O rendimento mensal domiciliar per capita no Brasil alcançou em 2024 o maior valor da série histórica iniciada em 2012, totalizando R$ 438,3 bilhões, segundo dados divulgados nesta quarta-feira (8) pelo IBGE. O valor representa um aumento de 5,4% em relação a 2023 e de 15,0% frente a 2019, último ano antes da pandemia de Covid-19. O rendimento médio mensal real per capita também bateu recorde, chegando a R$ 2.020, uma alta de 4,7% em comparação ao ano anterior. Na análise por regiões, o Sul apresentou o maior valor (R$ 2.499), enquanto o Nordeste ficou com o menor (R$ 1.319). Entre os estados, o Distrito Federal liderou (R$ 3.276), seguido por São Paulo (R$ 2.588) e Santa Catarina (R$ 2.544).
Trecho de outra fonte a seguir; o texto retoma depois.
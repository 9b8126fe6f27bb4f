//! Device registry: the exclusive lock guarding session ownership.
//!
//! At most one session may hold a registry at a time. Acquisition never
//! queues; a second attempt fails with `PcdError::Locked`. When a lock file
//! is configured, an OS advisory lock on it extends the exclusion to other
//! processes.

use std::fs::{File, OpenOptions, TryLockError};
use std::path::{Path, PathBuf};
use std::sync::{Arc, Mutex, MutexGuard, OnceLock};

use tracing::{debug, warn};

use crate::error::{PcdError, Result};
use crate::protocol::LOCK_FILE_NAME;

#[derive(Default)]
struct RegistryState {
    is_open: bool,
    /// Held while open when cross-process locking is enabled.
    lock_file: Option<File>,
}

pub struct DeviceRegistry {
    state: Mutex<RegistryState>,
    lock_path: Option<PathBuf>,
}

static GLOBAL: OnceLock<Arc<DeviceRegistry>> = OnceLock::new();

impl DeviceRegistry {
    /// Registry enforcing exclusion within this process only.
    pub fn new() -> Self {
        Self {
            state: Mutex::new(RegistryState::default()),
            lock_path: None,
        }
    }

    /// Registry that also holds an advisory lock on `path` while open.
    pub fn with_lock_file(path: impl Into<PathBuf>) -> Self {
        Self {
            state: Mutex::new(RegistryState::default()),
            lock_path: Some(path.into()),
        }
    }

    /// The process-wide registry, locking a file in the temp directory.
    pub fn global() -> Arc<DeviceRegistry> {
        GLOBAL
            .get_or_init(|| {
                Arc::new(Self::with_lock_file(
                    std::env::temp_dir().join(LOCK_FILE_NAME),
                ))
            })
            .clone()
    }

    pub fn lock_path(&self) -> Option<&Path> {
        self.lock_path.as_deref()
    }

    pub fn is_open(&self) -> bool {
        self.state().map(|s| s.is_open).unwrap_or(false)
    }

    fn state(&self) -> Result<MutexGuard<'_, RegistryState>> {
        self.state
            .lock()
            .map_err(|_| PcdError::Internal("registry state poisoned".into()))
    }

    /// Take the exclusive lock, failing immediately if it is held.
    pub fn acquire(self: &Arc<Self>) -> Result<RegistryLease> {
        let mut state = self.state()?;
        if state.is_open {
            debug!("Registry already open in this process");
            return Err(PcdError::Locked);
        }

        if let Some(path) = &self.lock_path {
            state.lock_file = Some(lock_exclusive(path)?);
        }
        state.is_open = true;
        debug!(lock_file = ?self.lock_path, "Registry acquired");

        Ok(RegistryLease {
            registry: Arc::clone(self),
            released: false,
        })
    }

    fn release(&self) {
        // A poisoned state is still reset so the lock is never leaked.
        let mut state = match self.state.lock() {
            Ok(s) => s,
            Err(poisoned) => poisoned.into_inner(),
        };
        if let Some(file) = state.lock_file.take()
            && let Err(e) = file.unlock()
        {
            warn!(error = %e, "Failed to unlock registry lock file");
        }
        state.is_open = false;
        debug!("Registry released");
    }
}

impl Default for DeviceRegistry {
    fn default() -> Self {
        Self::new()
    }
}

fn lock_exclusive(path: &Path) -> Result<File> {
    let file = OpenOptions::new()
        .create(true)
        .truncate(false)
        .write(true)
        .open(path)
        .map_err(|e| PcdError::Internal(format!("open lock file {}: {e}", path.display())))?;

    match file.try_lock() {
        Ok(()) => Ok(file),
        Err(TryLockError::WouldBlock) => {
            debug!(path = %path.display(), "Lock file held by another process");
            Err(PcdError::Locked)
        }
        Err(TryLockError::Error(e)) => Err(PcdError::Internal(format!(
            "lock {}: {e}",
            path.display()
        ))),
    }
}

/// Proof of exclusive ownership. Releases the registry on drop.
pub struct RegistryLease {
    registry: Arc<DeviceRegistry>,
    released: bool,
}

impl RegistryLease {
    pub fn release(mut self) {
        self.release_inner();
    }

    fn release_inner(&mut self) {
        if !self.released {
            self.released = true;
            self.registry.release();
        }
    }
}

impl Drop for RegistryLease {
    fn drop(&mut self) {
        self.release_inner();
    }
}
O Maranhão teve o menor rendimento per capita do país: R$ 1.078. O rendimento médio de todas as fontes da população com algum tipo de rendimento também foi recorde, atingindo R$ 3.057 — alta de 2,9% frente a 2023. O rendimento do trabalho habitual ficou em R$ 3.225, e o de programas sociais atingiu R$ 836, ambos os maiores valores reais desde 2012. Apesar dos avanços, as desigualdades regionais persistem. A Região Sul lidera com R$ 3.576 de rendimento médio total, enquanto o Nordeste aparece na outra ponta com R$ 2.080. Destaque para o crescimento expressivo no rendimento nas regiões Sul (9,5%) e Nordeste (6,1%) de 2023 para 2024. Já a Região Norte teve queda de 1,0%. Em cinco anos, a Região Norte apresentou a maior variação positiva (11,6%), enquanto o Sudeste teve estagnação, com alta de apenas 0,1% no período.